Click on any of the maps for a larger picture
The states are colored red or blue to indicate whether a majority of their voters voted for the Republican candidate, Mitt Romney, or the Democratic candidate, Barack Obama, respectively. Looking at this map it gives the impression that the Republican won the election handily, since there is rather more red on the map than there is blue. In fact, however, the reverse is true – it was the Democrats who won the election. The explanation for this apparent paradox, as pointed out by many people, is that the map fails to take account of the population distribution. It fails to allow for the fact that the population of the red states is on average significantly lower than that of the blue ones. The blue may be small in area, but they represent a large number of voters, which is what matters in an election.
We can correct for this by making use of a cartogram, a map in which the sizes of states are rescaled according to their population. That is, states are drawn with size proportional not to their acreage but to the number of their inhabitants, states with more people appearing larger than states with fewer, regardless of their actual area on the ground. On such a map, for example, the state of Rhode Island, with its 1.1 million inhabitants, would appear about twice the size of Wyoming, which has half a million, even though Wyoming has 60 times the acreage of Rhode Island.
Here are the 2012 presidential election results on a population cartogram of this type:
As you can see, the states have been stretched and squashed, some of them substantially, to give them the appropriate sizes, though it's done in such a way as to preserve the general appearance of the map, so far as that's possible. On this map there is now clearly more blue than red.
The presidential election, however, is not actually decided on the basis of the number of people who vote for each candidate but on the basis of the electoral college.
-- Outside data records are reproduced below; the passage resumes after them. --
mod common;

use deployrisk::data::{
    load_table, write_dataset, Labels, CATEGORICAL_FEATURES, ENVIRONMENTS, META_COLUMNS, MODULES,
    NUMERICAL_FEATURES,
};
use std::fs;
use tempfile::TempDir;

#[test]
fn test_same_seed_gives_identical_csv() {
    let dir = TempDir::new().unwrap();
    let first = dir.path().join("a.csv");
    let second = dir.path().join("b.csv");
    write_dataset(&first, &common::releases(250, 42)).unwrap();
    write_dataset(&second, &common::releases(250, 42)).unwrap();
    assert_eq!(fs::read(&first).unwrap(), fs::read(&second).unwrap());

    let other = dir.path().join("c.csv");
    write_dataset(&other, &common::releases(250, 43)).unwrap();
    assert_ne!(fs::read(&first).unwrap(), fs::read(&other).unwrap());
}

#[test]
fn test_low_coverage_prod_fails_more_than_high_coverage_dev() {
    let records = common::releases(100_000, 7);
    let rate = |select: &dyn Fn(&deployrisk::ReleaseRecord) -> bool| {
        let chosen: Vec<_> = records.iter().filter(|r| select(r)).collect();
        assert!(!chosen.is_empty());
        chosen.iter().filter(|r| r.deploy_failed == 1).count() as f64 / chosen.len() as f64
    };
    let risky = rate(&|r| r.environment == "prod" && r.test_coverage < 0.5);
    let safe = rate(&|r| r.environment == "dev" && r.test_coverage > 0.9);
    assert!(risky > safe, "risky {risky} <= safe {safe}");
}

#[test]
fn test_generated_rows_stay_in_schema() {
    let anchor = common::anchor();
    let earliest = anchor - chrono::Days::new(365);
    for record in common::releases(2_000, 11) {
        assert!(MODULES.contains(&record.module.as_str()));
        assert!(ENVIRONMENTS.contains(&record.environment.as_str()));
        assert!((0.2..=0.99).contains(&record.test_coverage));
        assert!((0.4..=1.0).contains(&record.build_success_rate));
        assert!((1.0..=30.0).contains(&record.lead_time_days));
        assert!((0.5..=20.0).contains(&record.cycle_time_days));
        assert!((0.2..=8.0).contains(&record.team_experience_years));
        assert!(record.lines_changed >= 1);
        assert!(record.prior_failed_deploys <= 3);
        assert!(record.hour_of_day < 24 && record.day_of_week < 7);
        assert!(record.deploy_failed <= 1);
        let date = record.release_datetime.date();
        assert!(date <= anchor && date > earliest);
    }
}

#[test]
fn test_csv_header_and_reload() {
    let dir = TempDir::new().unwrap();
    let path = dir.path().join("log.csv");
    write_dataset(&path, &common::releases(40, 3)).unwrap();

    let content = fs::read_to_string(&path).unwrap();
    let header: Vec<&str> = content.lines().next().unwrap().split(',').collect();
    for column in META_COLUMNS
        .iter()
        .chain(CATEGORICAL_FEATURES.iter())
        .chain(NUMERICAL_FEATURES.iter())
    {
        assert!(header.contains(column), "missing {column}");
    }
    assert_eq!(header.last(), Some(&"deploy_failed"));

    let table = load_table(&path, Labels::Required("deploy_failed")).unwrap();
    assert_eq!(table.len(), 40);
}

#[test]
fn test_empty_dataset_still_has_header() {
    let dir = TempDir::new().unwrap();
    let full = dir.path().join("full.csv");
    let empty = dir.path().join("empty.csv");
    write_dataset(&full, &common::releases(3, 1)).unwrap();
    write_dataset(&empty, &common::releases(0, 1)).unwrap();

    let expected = fs::read_to_string(&full).unwrap();
    let expected_header = expected.lines().next().unwrap();
    assert_eq!(fs::read_to_string(&empty).unwrap(), format!("{expected_header}\n"));
}
use deployrisk::scoring::{is_ranked, rank, top_k, Prediction};
use deployrisk::training::stratified_split;
use proptest::prelude::*;
use rand::rngs::StdRng;
use rand::SeedableRng;

fn predictions(scores: &[f64]) -> Vec<Prediction> {
    scores
        .iter()
        .enumerate()
        .map(|(i, &risk_score)| Prediction {
            release_id: i as u64,
            release_datetime: "2024-01-01 00:00:00".into(),
            module: "payments".into(),
            environment: "qa".into(),
            risk_score,
        })
        .collect()
}

proptest! {
    #[test]
    fn prop_ranked_rows_never_increase(scores in prop::collection::vec(0.0f64..=1.0, 0..200)) {
        let mut rows = predictions(&scores);
        rank(&mut rows);
        prop_assert!(is_ranked(&rows));
        prop_assert_eq!(rows.len(), scores.len());
    }

    #[test]
    fn prop_ties_keep_input_order(levels in prop::collection::vec(0u8..4, 1..100)) {
        let scores: Vec<f64> = levels.iter().map(|&l| f64::from(l) / 4.0).collect();
        let mut rows = predictions(&scores);
        rank(&mut rows);
        for pair in rows.windows(2) {
            if pair[0].risk_score == pair[1].risk_score {
                prop_assert!(pair[0].release_id < pair[1].release_id);
            }
        }
    }

    #[test]
    fn prop_top_k_is_a_prefix(scores in prop::collection::vec(0.0f64..=1.0, 0..50), k in 0usize..80) {
        let mut rows = predictions(&scores);
        rank(&mut rows);
        let head = top_k(&rows, k);
        prop_assert_eq!(head.len(), k.min(rows.len()));
        prop_assert_eq!(head, &rows[..head.len()]);
    }

    #[test]
    fn prop_split_partitions_rows(
        labels in prop::collection::vec(0u8..=1, 10..200),
        test_size in 0.1f64..0.5,
        seed in any::<u64>(),
    ) {
        let positives = labels.iter().filter(|&&y| y == 1).count();
        prop_assume!(positives >= 2 && labels.len() - positives >= 2);
        if let Ok(split) = stratified_split(&labels, test_size, &mut StdRng::seed_from_u64(seed)) {
            let mut all: Vec<usize> = split.train.iter().chain(&split.test).copied().collect();
            all.sort_unstable();
            prop_assert_eq!(all, (0..labels.len()).collect::<Vec<_>>());
            for side in [&split.train, &split.test] {
                prop_assert!(side.iter().any(|&i| labels[i] == 1));
                prop_assert!(side.iter().any(|&i| labels[i] == 0));
            }
        }
    }
}
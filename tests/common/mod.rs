// Shared fixtures for deployrisk integration tests
#![allow(dead_code)]

use chrono::NaiveDate;
use deployrisk::config::{parse_config, DEFAULT_CONFIG_YAML};
use deployrisk::data::{generate_releases, write_dataset, ReleaseRecord};
use deployrisk::PipelineConfig;
use rand::rngs::StdRng;
use rand::SeedableRng;
use std::path::Path;

pub fn anchor() -> NaiveDate {
    NaiveDate::from_ymd_opt(2024, 6, 30).unwrap()
}

pub fn releases(rows: usize, seed: u64) -> Vec<ReleaseRecord> {
    generate_releases(rows, anchor(), &mut StdRng::seed_from_u64(seed)).unwrap()
}

/// Default configuration with every artifact under `root`.
pub fn config_under(root: &Path) -> PipelineConfig {
    let mut config = parse_config(DEFAULT_CONFIG_YAML).unwrap();
    config.paths.data = root.join("data").join("releases.csv");
    config.paths.model = root.join("models").join("model.bin");
    config.paths.predictions = root.join("data").join("predictions.csv");
    config.paths.metrics = root.join("data").join("metrics.json");
    config.paths.importance_plot = root.join("data").join("importance.svg");
    config
}

/// Write `rows` generated releases to the configured dataset path.
pub fn seed_dataset(config: &PipelineConfig, rows: usize, seed: u64) -> Vec<ReleaseRecord> {
    let records = releases(rows, seed);
    write_dataset(&config.paths.data, &records).unwrap();
    records
}
//! Score stage: risk per release, ranked highest first.

mod predictions;

pub use predictions::{read_predictions, write_predictions};

use serde::{Deserialize, Serialize};
use tracing::info;

use crate::config::PipelineConfig;
use crate::data::{load_table, Labels, ReleaseTable};
use crate::errors::{Error, Result};
use crate::pipeline::FittedPipeline;

/// One scored release. Field order is the predictions CSV column order.
#[derive(Debug, Clone, PartialEq, Serialize, Deserialize)]
pub struct Prediction {
    pub release_id: u64,
    pub release_datetime: String,
    pub module: String,
    pub environment: String,
    pub risk_score: f64,
}

/// Score every row of `table` and rank the result.
///
/// Either the whole table is scored or an error is returned.
pub fn score_releases(pipeline: &FittedPipeline, table: &ReleaseTable) -> Result<Vec<Prediction>> {
    let scores = pipeline.predict_proba(&table.features)?;
    if scores.len() != table.len() {
        return Err(Error::DataSchema(format!(
            "{} scores for {} releases",
            scores.len(),
            table.len()
        )));
    }
    let mut predictions: Vec<Prediction> = table
        .meta
        .iter()
        .zip(scores)
        .map(|(meta, risk_score)| Prediction {
            release_id: meta.release_id,
            release_datetime: meta.release_datetime.clone(),
            module: meta.module.clone(),
            environment: meta.environment.clone(),
            risk_score,
        })
        .collect();
    rank(&mut predictions);
    Ok(predictions)
}

/// Stable sort, highest risk first. Equal scores keep their input order.
pub fn rank(predictions: &mut [Prediction]) {
    predictions.sort_by(|a, b| b.risk_score.total_cmp(&a.risk_score));
}

pub fn is_ranked(predictions: &[Prediction]) -> bool {
    predictions
        .windows(2)
        .all(|w| w[0].risk_score >= w[1].risk_score)
}

/// The first `k` rows of a ranked table, or all of them when shorter.
pub fn top_k(predictions: &[Prediction], k: usize) -> &[Prediction] {
    &predictions[..k.min(predictions.len())]
}

/// Full score stage: load model and data, score, persist the ranking.
pub fn run_scoring(config: &PipelineConfig) -> Result<Vec<Prediction>> {
    let pipeline = FittedPipeline::load(&config.paths.model)?;
    let table = load_table(&config.paths.data, Labels::Ignore)?;
    let predictions = score_releases(&pipeline, &table)?;
    write_predictions(&config.paths.predictions, &predictions)?;
    info!(
        rows = predictions.len(),
        path = %config.paths.predictions.display(),
        "predictions written"
    );
    Ok(predictions)
}
use std::fs;
use std::path::Path;

use crate::errors::Result;

/// Create the parent directory of `path` if it has one and it is missing.
pub fn ensure_parent_dir(path: &Path) -> Result<()> {
    match path.parent() {
        Some(parent) if !parent.as_os_str().is_empty() => ensure_dir(parent),
        _ => Ok(()),
    }
}

pub fn ensure_dir(path: &Path) -> Result<()> {
    if !path.exists() {
        fs::create_dir_all(path)?;
    }
    Ok(())
}

/// Write `content` to `path`, creating parent directories first.
pub fn write_file(path: &Path, content: impl AsRef<[u8]>) -> Result<()> {
    ensure_parent_dir(path)?;
    fs::write(path, content)?;
    Ok(())
}
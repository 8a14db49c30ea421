//! Explain stage: permutation importance, the importance chart, ranked
//! predictions and a text summary of the riskiest releases.
//!
//! Importance and chart failures degrade the run instead of aborting it.
//! They are collected as notices while predictions and the summary still
//! complete.

pub mod chart;
pub mod importance;
pub mod summary;

pub use chart::render_importance_chart;
pub use importance::{permutation_importance, rank_importances, FeatureImportance, ImportanceOptions};
pub use summary::{summarize, GroupRisk, InsightSummary};

use std::path::PathBuf;

use indicatif::ProgressBar;
use tracing::{info, warn};

use crate::config::PipelineConfig;
use crate::data::{load_table, Labels, ReleaseTable};
use crate::errors::{Error, Result};
use crate::pipeline::FittedPipeline;
use crate::scoring::{score_releases, write_predictions, Prediction};
use crate::training::DECISION_THRESHOLD;

#[derive(Debug, Clone, Copy, PartialEq, Eq)]
pub struct InsightsOptions {
    /// Rows summarised from the top of the ranking
    pub k: usize,
    pub n_repeats: usize,
    /// Bars drawn in the chart
    pub plot_top: usize,
}

impl InsightsOptions {
    pub fn from_config(config: &PipelineConfig, k: usize) -> Self {
        Self {
            k,
            n_repeats: config.insights.n_repeats,
            plot_top: config.insights.plot_top,
        }
    }
}

#[derive(Debug, Clone, PartialEq)]
pub struct InsightsReport {
    pub predictions: Vec<Prediction>,
    /// Ranked importances, absent when the computation failed
    pub importances: Option<Vec<FeatureImportance>>,
    /// Chart location, absent when nothing was rendered
    pub chart: Option<PathBuf>,
    pub notices: Vec<String>,
    pub summary: InsightSummary,
}

impl InsightsReport {
    pub fn is_degraded(&self) -> bool {
        !self.notices.is_empty()
    }
}

fn degrade(notices: &mut Vec<String>, stage: &str, err: &Error) {
    warn!(stage, error = %err, "insights degraded");
    notices.push(format!("{stage} unavailable: {err}"));
}

/// Importance and chart for a labelled table. Recoverable failures land
/// in `notices`; anything else is returned.
fn explain(
    config: &PipelineConfig,
    options: InsightsOptions,
    pipeline: &FittedPipeline,
    table: &ReleaseTable,
    progress: &ProgressBar,
    notices: &mut Vec<String>,
) -> Result<(Option<Vec<FeatureImportance>>, Option<PathBuf>)> {
    let importance_options = ImportanceOptions {
        n_repeats: options.n_repeats,
        seed: config.seed,
        threshold: DECISION_THRESHOLD,
    };
    let importances = table
        .require_labels(&config.target)
        .map_err(|e| Error::Explainability(e.to_string()))
        .and_then(|labels| {
            permutation_importance(pipeline, &table.features, labels, importance_options, progress)
        });
    let importances = match importances {
        Ok(ranked) => ranked,
        Err(e) if e.is_recoverable() => {
            degrade(notices, "feature importance", &e);
            return Ok((None, None));
        }
        Err(e) => return Err(e),
    };

    let path = &config.paths.importance_plot;
    let chart = match render_importance_chart(path, &importances, options.plot_top) {
        Ok(()) => {
            info!(path = %path.display(), "importance chart written");
            Some(path.clone())
        }
        Err(e) if e.is_recoverable() => {
            degrade(notices, "importance chart", &e);
            None
        }
        Err(e) => return Err(e),
    };
    Ok((Some(importances), chart))
}

/// Full explain stage over `paths.data` with the persisted model.
pub fn run_insights(
    config: &PipelineConfig,
    options: InsightsOptions,
    progress: &ProgressBar,
) -> Result<InsightsReport> {
    let pipeline = FittedPipeline::load(&config.paths.model)?;
    let table = load_table(&config.paths.data, Labels::Required(&config.target))?;
    info!(rows = table.len(), n_repeats = options.n_repeats, "explaining releases");

    let mut notices = Vec::new();
    let (importances, chart) = explain(config, options, &pipeline, &table, progress, &mut notices)?;

    let predictions = score_releases(&pipeline, &table)?;
    write_predictions(&config.paths.predictions, &predictions)?;
    let summary = summarize(&predictions, options.k)?;
    info!(
        predictions = %config.paths.predictions.display(),
        degraded = !notices.is_empty(),
        "insights complete"
    );

    Ok(InsightsReport {
        predictions,
        importances,
        chart,
        notices,
        summary,
    })
}

#[cfg(test)]
mod tests {
    use super::*;
    use crate::config::{parse_config, DEFAULT_CONFIG_YAML};
    use crate::data::generator::generate_releases;
    use crate::data::write_dataset;
    use crate::training::train_pipeline;
    use chrono::NaiveDate;
    use rand::rngs::StdRng;
    use rand::SeedableRng;
    use tempfile::TempDir;

    fn config_in(dir: &TempDir) -> PipelineConfig {
        let mut config = parse_config(DEFAULT_CONFIG_YAML).unwrap();
        let root = dir.path();
        config.paths.data = root.join("releases.csv");
        config.paths.model = root.join("model.bin");
        config.paths.predictions = root.join("predictions.csv");
        config.paths.metrics = root.join("metrics.json");
        config.paths.importance_plot = root.join("importance.svg");
        config.model.params.insert("n_estimators".into(), 10.into());
        config
    }

    fn prepare(dir: &TempDir) -> PipelineConfig {
        let config = config_in(dir);
        let anchor = NaiveDate::from_ymd_opt(2024, 6, 1).unwrap();
        let records = generate_releases(120, anchor, &mut StdRng::seed_from_u64(5)).unwrap();
        write_dataset(&config.paths.data, &records).unwrap();
        train_pipeline(&config).unwrap();
        config
    }

    #[test]
    fn test_full_run_writes_every_artifact() {
        let dir = TempDir::new().unwrap();
        let config = prepare(&dir);
        let options = InsightsOptions::from_config(&config, 10);
        let report = run_insights(&config, options, &ProgressBar::hidden()).unwrap();

        assert!(!report.is_degraded());
        assert_eq!(report.predictions.len(), 120);
        assert_eq!(report.importances.as_ref().map(Vec::len), Some(15));
        assert!(config.paths.importance_plot.exists());
        assert!(config.paths.predictions.exists());
        assert_eq!(report.summary.k, 10);
    }

    #[test]
    fn test_chart_failure_is_a_notice() {
        let dir = TempDir::new().unwrap();
        let mut config = prepare(&dir);
        // A directory in place of the chart file makes the SVG write fail.
        std::fs::create_dir_all(dir.path().join("blocked.svg")).unwrap();
        config.paths.importance_plot = dir.path().join("blocked.svg");

        let options = InsightsOptions::from_config(&config, 5);
        let report = run_insights(&config, options, &ProgressBar::hidden()).unwrap();
        assert!(report.is_degraded());
        assert!(report.importances.is_some());
        assert!(report.chart.is_none());
        assert_eq!(report.predictions.len(), 120);
    }

    #[test]
    fn test_missing_model_is_fatal() {
        let dir = TempDir::new().unwrap();
        let config = config_in(&dir);
        let options = InsightsOptions::from_config(&config, 5);
        let err = run_insights(&config, options, &ProgressBar::hidden()).unwrap_err();
        assert!(matches!(err, Error::ArtifactNotFound { .. }));
    }
}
Under the US electoral system, each state in the union contributes a certain number of electors to the electoral college, who vote according to the majority in their state. (Exceptions are the states of Maine and Nebraska, which use a different formula that allows them to split their electoral votes between candidates.) The candidate receiving a majority of the votes in the electoral college wins the election. The electors are apportioned among the states roughly according to population, as measured by the census, but with a small but deliberate bias in favor of smaller states.
We can represent the effects of the electoral college by scaling the sizes of states to be proportional to their number of electoral votes, which gives a map that looks like this:
This cartogram looks similar to the one above it, but it's not identical. Wyoming, for instance, has approximately doubled in size, precisely because of the bias in favor of small states.
The areas of red and blue on the cartogram are now proportional to the actual numbers of electoral votes won by each candidate. Thus this map shows at a glance both which states went to which candidate and which candidate won more electoral college votes – something that you cannot tell easily from the normal election-night red and blue map.
In principle, one could also make similar maps of the county-by-county election returns, but the county results are not yet available for the 2012 election. Watch this space in the next day or two for new county-level maps.

Notes:

Frequently asked questions (FAQs): A list of frequently asked questions concerning these maps, along with answers, can be found here.
Software: My computer software for producing cartograms is freely available here.

© 2012 M. E. J. Newman
Creative Commons License
This work is licensed under a Creative Commons License. Text and images may be freely distributed. I'd appreciate hearing from you if you make use of them.
The views expressed are personal and are not necessarily shared by the University of Michigan.
Mark Newman, Department of Physics and Center for the Study of Complex Systems, University of Michigan
Email: mejn@umich.edu
Updated: November 7, 2012 

1 comment:

Anonymous said...

What is this nonsense page?!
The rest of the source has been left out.